C’est un peu la tête et les jambes et le cœur en surmultiplié. « Voyez comme ils s’aiment. » Tout le monde s’occupe de tout le monde dans un naturel déconcertant. Bien sûr les personnes en fauteuil attirent l’attention. On imagine que malgré tous les efforts déployés par l’organisation, la Terre Sainte en fauteuil est loin d’être une expérience de tout repos. Mais précisément ils sont venus chercher cela aussi, la sortie du confort habituel pour vivre autre chose que le quotidien de la maladie et, parce que tous ont la foi, ils sont comme tous les pèlerins du monde venus à la rencontre de l’humanité du Christ. Mais ce n’est pas ce dont ils veulent témoigner. Les personnes avec un handicap témoignent de la générosité des valides. Et les valides eux se taisent. Aucun ne cherchera à donner son témoignage. Ils se donnent eux-mêmes et ils y trouvent leur récompense. Corinne dit qu’il n’y a rien d’admirable « là-dedans », comprenez dans le temps et l’énergie qu’ils déploient pour porter, pousser, écouter, soigner. Mais aussi tôt le matin pour lever, toiletter, habiller la personne qu’ils accompagnent. Pour cela certains doivent se réveiller deux heures en avance. « Nous recevons énormément. » Ce n’est même pas un voyage au rabais au prétexte qu’ils « travailleraient » en s’occupant des personnes en invalidité. Non, non, ils ont payé le même prix et semblent en redemander. « Imagine ce que nous avons vécu à Capharnaüm quand il a fallu monter une à une les personnes en fauteuil au-dessus de la maison de Pierre. Tu sais, quand on entend là, à cet endroit précis, au-dessus de la maison de Pierre, l’évangile du paralytique que ses amis portent pour le faire passer par le toit… » 1. Points de suspension. Je n’aurais pas la suite de son récit parce que les mots manquent, parce que la gorge se serre. On peut imaginer, vaguement pour tout dire, mais il faut voir les yeux baignés de larmes de cet interlocuteur, rayonnant d’avoir vécu dans sa chair cette rencontre. Inutile donc d’imaginer pour juger l’arbre à ses fruits, l’intensité de cette émotion de Capharnaüm à la joie sereine qu’elle fait rayonner plusieurs jours après.
Dans l’après-midi, le groupe s’apprête à vivre une autre émotion forte, à Bethléem.
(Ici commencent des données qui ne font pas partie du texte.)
// Copyright (C) 2026 Fred Clausen
// Use of this source code is governed by an MIT-style
// license that can be found in the LICENSE file or at
// https://opensource.org/licenses/MIT.

//! # xtask
//!
//! Developer automation for the shiftboard workspace, run as
//! `cargo xtask <command>` through the alias in `.cargo/config.toml`.
//!
//! `ci` is what the pipeline runs: clippy, rustfmt, typos, cargo-machete,
//! the build, the tests and finally `verify-migrations`.
//!
//! `verify-migrations` needs no external services. It applies the embedded
//! `SQLite` migrations to an in-memory database, checks the tables, foreign
//! keys and unique indexes the store depends on, then reverts everything.

#![deny(
    clippy::pedantic,
    //clippy::cargo,
    clippy::nursery,
    clippy::style,
    clippy::correctness,
    clippy::all
)]

use std::collections::{BTreeMap, BTreeSet};
use std::io;
use std::process::Output;

use clap::{Parser, Subcommand};
use clap_verbosity_flag::{InfoLevel, Verbosity};
use color_eyre::{
    eyre::{eyre, Context},
    Result,
};
use diesel::sql_types::{Integer, Text};
use diesel::{Connection, QueryableByName, RunQueryDsl, SqliteConnection};
use diesel_migrations::{embed_migrations, EmbeddedMigrations, MigrationHarness};
use duct::{cmd, Expression};
use tracing::level_filters::LevelFilter;
use tracing_log::AsTrace;

const MIGRATIONS: EmbeddedMigrations = embed_migrations!("../crates/persistence/migrations");

fn main() -> Result<()> {
    color_eyre::install()?;
    let args = Args::parse();
    tracing_subscriber::fmt()
        .with_max_level(args.log_level())
        .without_time()
        .init();

    if let Err(err) = args.command.run() {
        tracing::error!("{err}");
        std::process::exit(1);
    }
    Ok(())
}

#[derive(Debug, Parser)]
#[command(bin_name = "cargo xtask", styles = clap_cargo::style::CLAP_STYLING)]
struct Args {
    #[command(subcommand)]
    command: Command,

    #[command(flatten)]
    verbosity: Verbosity<InfoLevel>,
}

impl Args {
    fn log_level(&self) -> LevelFilter {
        self.verbosity.log_level_filter().as_trace()
    }
}

#[derive(Clone, Debug, Subcommand)]
enum Command {
    /// Everything the pipeline checks
    CI,

    /// Build every target
    #[command(visible_alias = "b")]
    Build,

    /// Type-check every target
    #[command(visible_alias = "c")]
    Check,

    /// Report unused dependencies with cargo-machete
    #[command(visible_alias = "m")]
    Machete,

    /// Run clippy, rustfmt and typos in check mode
    #[command(visible_alias = "l")]
    Lint,

    /// Clippy with warnings denied
    #[command(visible_alias = "cl")]
    LintClippy,

    /// rustfmt in check mode
    #[command(visible_alias = "lf")]
    LintFormatting,

    /// Spell-check sources and docs with typos
    #[command(visible_alias = "lt")]
    LintTypos,

    /// Apply clippy suggestions
    #[command(visible_alias = "fc")]
    FixClippy,

    /// Reformat the workspace
    #[command(visible_alias = "fmt")]
    FixFormatting,

    /// Apply typo corrections
    #[command(visible_alias = "typos")]
    FixTypos,

    /// Run unit, integration and doc tests
    #[command(visible_alias = "t")]
    Test,

    /// Apply and revert the `SQLite` migrations on a scratch database
    #[command(visible_alias = "vm")]
    VerifyMigrations,
}

impl Command {
    fn run(self) -> Result<()> {
        match self {
            Self::CI => ci(),
            Self::Build => cargo(&["build", "--workspace", "--all-targets"]),
            Self::Check => cargo(&["check", "--workspace", "--all-targets"]),
            Self::Machete => traced(&cmd!("cargo-machete")),
            Self::Lint => lint(),
            Self::LintClippy => cargo(&CLIPPY),
            Self::LintFormatting => cargo(&["fmt", "--all", "--check"]),
            Self::LintTypos => traced(&cmd!("typos")),
            Self::FixClippy => cargo(&CLIPPY_FIX),
            Self::FixFormatting => cargo(&["fmt", "--all"]),
            Self::FixTypos => traced(&cmd!("typos", "--write-changes")),
            Self::Test => cargo(&["test", "--workspace", "--all-targets"])
                .and_then(|()| cargo(&["test", "--workspace", "--doc"])),
            Self::VerifyMigrations => verify_migrations(),
        }
    }
}

const CLIPPY: [&str; 6] = [
    "clippy",
    "--workspace",
    "--all-targets",
    "--",
    "-D",
    "warnings",
];

const CLIPPY_FIX: [&str; 9] = [
    "clippy",
    "--workspace",
    "--all-targets",
    "--fix",
    "--allow-dirty",
    "--allow-staged",
    "--",
    "-D",
    "warnings",
];

fn ci() -> Result<()> {
    lint()?;
    Command::Machete.run()?;
    Command::Build.run()?;
    Command::Test.run()?;
    verify_migrations()
}

fn lint() -> Result<()> {
    Command::LintClippy.run()?;
    Command::LintFormatting.run()?;
    Command::LintTypos.run()
}

fn cargo(args: &[&str]) -> Result<()> {
    traced(&cmd("cargo", args.iter().copied()))
}

fn traced(expression: &Expression) -> Result<()> {
    expression
        .run_with_trace()
        .wrap_err_with(|| format!("{expression:?} failed"))?;
    Ok(())
}

// ============================================================================
// Migration verification
// ============================================================================

/// Tables the store reads and writes.
const EXPECTED_TABLES: [&str; 8] = [
    "coverage_codes",
    "employee_type_versions",
    "employee_types",
    "patterns",
    "schedule_events",
    "schedule_user_types",
    "schedule_users",
    "schedules",
];

/// `(table, column, referenced table)`
const EXPECTED_FOREIGN_KEYS: [(&str, &str, &str); 7] = [
    ("employee_type_versions", "employee_type_id", "employee_types"),
    ("employee_type_versions", "pattern_id", "patterns"),
    ("employee_types", "schedule_id", "schedules"),
    ("patterns", "schedule_id", "schedules"),
    ("schedule_events", "coverage_code_id", "coverage_codes"),
    ("schedule_user_types", "employee_type_id", "employee_types"),
    ("schedule_user_types", "user_oid", "schedule_users"),
];

/// Unique indexes that keep timelines free of duplicate start dates and
/// coverage codes unique per schedule.
const EXPECTED_UNIQUE_INDEXES: [(&str, &str); 3] = [
    ("employee_type_versions", "idx_employee_type_versions_start"),
    ("schedule_user_types", "idx_schedule_user_types_start"),
    ("coverage_codes", "idx_coverage_codes_code"),
];

/// What one table looks like after the migrations ran.
#[derive(Debug, Default)]
struct TableShape {
    has_primary_key: bool,
    /// `(column, referenced table)`
    foreign_keys: BTreeSet<(String, String)>,
    unique_indexes: BTreeSet<String>,
}

#[derive(QueryableByName)]
struct NameRow {
    #[diesel(sql_type = Text)]
    name: String,
}

#[derive(QueryableByName)]
struct ColumnRow {
    #[diesel(sql_type = Integer)]
    pk: i32,
}

#[derive(QueryableByName)]
struct ForeignKeyRow {
    #[diesel(sql_type = Text)]
    table: String,
    #[diesel(sql_type = Text)]
    from: String,
}

#[derive(QueryableByName)]
struct IndexRow {
    #[diesel(sql_type = Text)]
    name: String,
    #[diesel(sql_type = Integer)]
    unique: i32,
}

fn verify_migrations() -> Result<()> {
    let mut conn = SqliteConnection::establish(":memory:")
        .wrap_err("Failed to open an in-memory SQLite database")?;
    diesel::sql_query("PRAGMA foreign_keys = ON")
        .execute(&mut conn)
        .wrap_err("Failed to enable foreign keys")?;

    let applied = conn
        .run_pending_migrations(MIGRATIONS)
        .map_err(|e| eyre!("Failed to apply migrations: {e}"))?;
    tracing::info!(count = applied.len(), "Applied migrations");

    let tables: BTreeMap<String, TableShape> = read_tables(&mut conn)?;
    let problems: Vec<String> = schema_problems(&tables);
    if !problems.is_empty() {
        for problem in &problems {
            tracing::error!(problem = problem.as_str(), "Schema mismatch");
        }
        return Err(eyre!("Schema verification found {} problem(s)", problems.len()));
    }

    conn.revert_all_migrations(MIGRATIONS)
        .map_err(|e| eyre!("Failed to revert migrations: {e}"))?;
    let leftover: Vec<String> = read_tables(&mut conn)?.into_keys().collect();
    if !leftover.is_empty() {
        return Err(eyre!("Down migrations left tables behind: {leftover:?}"));
    }

    tracing::info!(tables = tables.len(), "Schema verification passed");
    Ok(())
}

fn schema_problems(tables: &BTreeMap<String, TableShape>) -> Vec<String> {
    let mut problems: Vec<String> = Vec::new();

    for table in EXPECTED_TABLES {
        match tables.get(table) {
            None => problems.push(format!("missing table {table}")),
            Some(shape) if !shape.has_primary_key => {
                problems.push(format!("{table} has no primary key"));
            }
            Some(_) => {}
        }
    }
    problems.extend(
        tables
            .keys()
            .filter(|name| !EXPECTED_TABLES.contains(&name.as_str()))
            .map(|name| format!("unexpected table {name}")),
    );

    for (table, column, target) in EXPECTED_FOREIGN_KEYS {
        let linked: bool = tables.get(table).is_some_and(|shape| {
            shape
                .foreign_keys
                .contains(&(column.to_string(), target.to_string()))
        });
        if !linked {
            problems.push(format!("missing foreign key {table}.{column} -> {target}"));
        }
    }

    for (table, index) in EXPECTED_UNIQUE_INDEXES {
        let present: bool = tables
            .get(table)
            .is_some_and(|shape| shape.unique_indexes.contains(index));
        if !present {
            problems.push(format!("missing unique index {index} on {table}"));
        }
    }

    problems
}

fn read_tables(conn: &mut SqliteConnection) -> Result<BTreeMap<String, TableShape>> {
    let names: Vec<NameRow> = diesel::sql_query(
        "SELECT name FROM sqlite_master WHERE type = 'table' \
         AND name NOT LIKE 'sqlite_%' AND name != '__diesel_schema_migrations'",
    )
    .load(conn)
    .wrap_err("Failed to list tables")?;

    let mut tables: BTreeMap<String, TableShape> = BTreeMap::new();
    for NameRow { name } in names {
        let columns: Vec<ColumnRow> = diesel::sql_query(format!("PRAGMA table_info({name})"))
            .load(conn)
            .wrap_err_with(|| format!("Failed to read columns of {name}"))?;
        let foreign_keys: Vec<ForeignKeyRow> =
            diesel::sql_query(format!("PRAGMA foreign_key_list({name})"))
                .load(conn)
                .wrap_err_with(|| format!("Failed to read foreign keys of {name}"))?;
        let indexes: Vec<IndexRow> = diesel::sql_query(format!("PRAGMA index_list({name})"))
            .load(conn)
            .wrap_err_with(|| format!("Failed to read indexes of {name}"))?;

        let shape = TableShape {
            has_primary_key: columns.iter().any(|column| column.pk > 0),
            foreign_keys: foreign_keys
                .into_iter()
                .map(|fk| (fk.from, fk.table))
                .collect(),
            unique_indexes: indexes
                .into_iter()
                .filter(|index| index.unique == 1)
                .map(|index| index.name)
                .collect(),
        };
        tracing::debug!(
            table = name.as_str(),
            foreign_keys = shape.foreign_keys.len(),
            unique_indexes = shape.unique_indexes.len(),
            "Read table"
        );
        tables.insert(name, shape);
    }
    Ok(tables)
}

/// Logs a `duct` expression before running it.
trait ExpressionExt {
    fn run_with_trace(&self) -> io::Result<Output>;
}

impl ExpressionExt for Expression {
    fn run_with_trace(&self) -> io::Result<Output> {
        tracing::info!("running command: {:?}", self);
        self.run().inspect_err(|_| {
            // Long output can push the command off screen.
            tracing::error!("failed to run command: {:?}", self);
        })
    }
}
Clou de la visite de la basilique de la Nativité : la descente à la grotte. Les fauteuils ne descendront pas ces escaliers abrupts. Mais chacun des pèlerins descendra chacun au rythme de sa mobilité. Ceux qui ne peuvent pas du tout tenir sur leurs jambes sont portés à bout de bras comme emmaillotés dans une toile spéciale, totalement abandonnés. Oui emmaillotés. Impression saisissante en les regardant descendre de toucher l’audace et la folie de l’incarnation. Dieu s’est fait chair et s’est exposé aux risques de la chair… Points de suspension parce qu’il n’y a pas de mot non plus devant ce mystère.
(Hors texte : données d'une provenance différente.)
// Copyright (C) 2026 Fred Clausen
// Use of this source code is governed by an MIT-style
// license that can be found in the LICENSE file or at
// https://opensource.org/licenses/MIT.

//! Human-readable pattern summaries for the pattern editor.

use std::collections::BTreeSet;

use crate::pattern::Pattern;
use crate::prediction::Prediction;
use crate::projection::ResolvedPattern;
use crate::types::PATTERN_CYCLE_DAYS;

/// Summary shown when swatch predictions fight over an unselected day.
pub const CONFLICTING_SCHEDULES: &str = "Conflicting schedules";

/// Shift count with an optional dominant on/off rhythm.
#[derive(Debug, Clone, Copy, PartialEq, Eq)]
struct RhythmSummary {
    shift_count: usize,
    on_off: Option<(usize, usize)>,
}

/// Builds the editor summary string for a pattern.
///
/// Formats: `"<N> shift(s) - <on> on / <off> off"`, `"<N> shift(s)"`,
/// or [`CONFLICTING_SCHEDULES`].
#[must_use]
pub fn summarize_pattern(pattern: &Pattern) -> String {
    summarize_resolved(&ResolvedPattern::new(pattern.clone()))
}

/// Builds the editor summary string from an already resolved pattern.
#[must_use]
pub fn summarize_resolved(resolved: &ResolvedPattern) -> String {
    let pattern: &Pattern = resolved.pattern();
    if pattern.swatches().is_empty() {
        return String::from("0 shifts");
    }
    if has_prediction_conflict(resolved) {
        return String::from(CONFLICTING_SCHEDULES);
    }

    let predictions: Vec<&Prediction> = resolved.predictions().iter().flatten().collect();
    let Some(rhythm) = rhythm_summary(&predictions) else {
        let seeded: usize = pattern
            .swatches()
            .iter()
            .filter(|s| !s.on_days().is_empty())
            .count();
        return shift_label(seeded);
    };

    match rhythm.on_off {
        Some((on, off)) => format!("{} - {on} on / {off} off", shift_label(rhythm.shift_count)),
        None => shift_label(rhythm.shift_count),
    }
}

/// True if two or more predictions claim a day that is neither a no-shift
/// day nor explicitly selected by any swatch.
#[must_use]
pub fn has_prediction_conflict(resolved: &ResolvedPattern) -> bool {
    let pattern: &Pattern = resolved.pattern();
    (1..=PATTERN_CYCLE_DAYS)
        .filter(|day| !pattern.no_shift_days().contains(day))
        .filter(|day| pattern.explicit_owner(*day).is_none())
        .any(|day| {
            resolved
                .predictions()
                .iter()
                .flatten()
                .filter(|p| p.predicted_on().contains(&day))
                .count()
                > 1
        })
}

fn shift_label(count: usize) -> String {
    if count == 1 {
        String::from("1 shift")
    } else {
        format!("{count} shifts")
    }
}

fn rhythm_summary(predictions: &[&Prediction]) -> Option<RhythmSummary> {
    let first: &Prediction = predictions.first()?;
    if predictions.len() == 1 {
        return Some(RhythmSummary {
            shift_count: 1,
            on_off: Some((usize::from(first.on_days()), usize::from(first.off_days()))),
        });
    }

    let combined: BTreeSet<u8> = predictions
        .iter()
        .flat_map(|p| p.predicted_on().iter().copied())
        .collect();
    let coverage: Vec<bool> = (1..=PATTERN_CYCLE_DAYS)
        .map(|day| combined.contains(&day))
        .collect();

    Some(RhythmSummary {
        shift_count: predictions.len(),
        on_off: dominant_runs(&coverage),
    })
}

/// Splits cyclic coverage into on/off runs starting at the first transition
/// and returns the most frequent on-run and off-run lengths.
fn dominant_runs(coverage: &[bool]) -> Option<(usize, usize)> {
    let len: usize = coverage.len();
    let transition_start: usize =
        (0..len).find(|i| coverage[*i] != coverage[(i + len - 1) % len])?;

    let mut runs: Vec<(bool, usize)> = Vec::new();
    let mut current: bool = coverage[transition_start];
    let mut length: usize = 0;
    for step in 0..len {
        let value: bool = coverage[(transition_start + step) % len];
        if value == current {
            length += 1;
        } else {
            runs.push((current, length));
            current = value;
            length = 1;
        }
    }
    runs.push((current, length));

    let on_runs: Vec<usize> = runs.iter().filter(|(on, _)| *on).map(|(_, l)| *l).collect();
    let off_runs: Vec<usize> = runs.iter().filter(|(on, _)| !*on).map(|(_, l)| *l).collect();
    Some((most_frequent(&on_runs)?, most_frequent(&off_runs)?))
}

/// Most frequent value; the first value seen wins ties.
fn most_frequent(values: &[usize]) -> Option<usize> {
    let mut counts: Vec<(usize, usize)> = Vec::new();
    for value in values {
        match counts.iter_mut().find(|(v, _)| v == value) {
            Some((_, count)) => *count += 1,
            None => counts.push((*value, 1)),
        }
    }
    let mut best: (usize, usize) = *counts.first()?;
    for candidate in &counts {
        if candidate.1 > best.1 {
            best = *candidate;
        }
    }
    Some(best.0)
}

#[cfg(test)]
#[allow(clippy::unwrap_used)]
mod tests {
    use super::*;

    #[test]
    fn test_most_frequent_first_wins_ties() {
        assert_eq!(most_frequent(&[3, 4, 4, 3]), Some(3));
        assert_eq!(most_frequent(&[2, 5, 5]), Some(5));
        assert_eq!(most_frequent(&[]), None);
    }

    #[test]
    fn test_dominant_runs_all_on_has_no_transition() {
        assert_eq!(dominant_runs(&[true; 28]), None);
    }

    #[test]
    fn test_dominant_runs_wraps_cyclically() {
        // on: 1-2 and 27-28 form one cyclic run of 4.
        let coverage: Vec<bool> = (1..=28).map(|d| d <= 2 || d >= 27 || (11..=14).contains(&d)).collect();
        assert_eq!(dominant_runs(&coverage), Some((4, 8)));
    }
}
Lors de la descente, on sent et voit la joie et la douleur aussi. Ces corps-là, ne sont pas, ne sont plus habitués à être bousculés de la sorte. Alors il y a des grimaces en alternance avec les sourires. Mais la souffrance vaut la chandelle. Ils vont toucher le lieu de la naissance du Christ Messie venu glorifier notre chair. Il y a l’abaissement de la divinité et ces corps meurtris qui ne se plient plus comme il faudrait. Et pourtant tant bien que mal dans des positions assez peu académiques, ils s’approchent de l’étoile de la Nativité. Il y a rarement eu autant de sainteté dans ces vénérations-là, rarement auront d’épaisseur d’humanité.
Leur pèlerinage les mènera aussi à la piscine de Bethesda pour entendre la parole de Jésus : « Prends ton grabat, lève-toi et marche. » Le père Alain Schmitt lit l’évangile. Sa lecture est grave. En l’écoutant lire, en le regardant lire, comme en entendant le père Jacques commenter ensuite, on croit pouvoir peser le poids de l’humilité que ces paroles creusent en eux. Être prêtre, être dans le rôle du Christ et prononcer des paroles de guérison en acceptant qu’elles ne portent pas les mêmes fruits que celle prononcés par le Christ, le Verbe fait chair. Il n’y aura pas de miracle. Tout le monde le sait, et il faut le vivre, l’assumer et continuer à croire dans le pouvoir salvifique aujourd’hui des Paroles de l’Évangile. Tous sont donc repartis en fauteuil mais le cœur debout parce que la Parole de Dieu ne revient pas sans avoir accompli sa mission. (Isaïe 55,10-11).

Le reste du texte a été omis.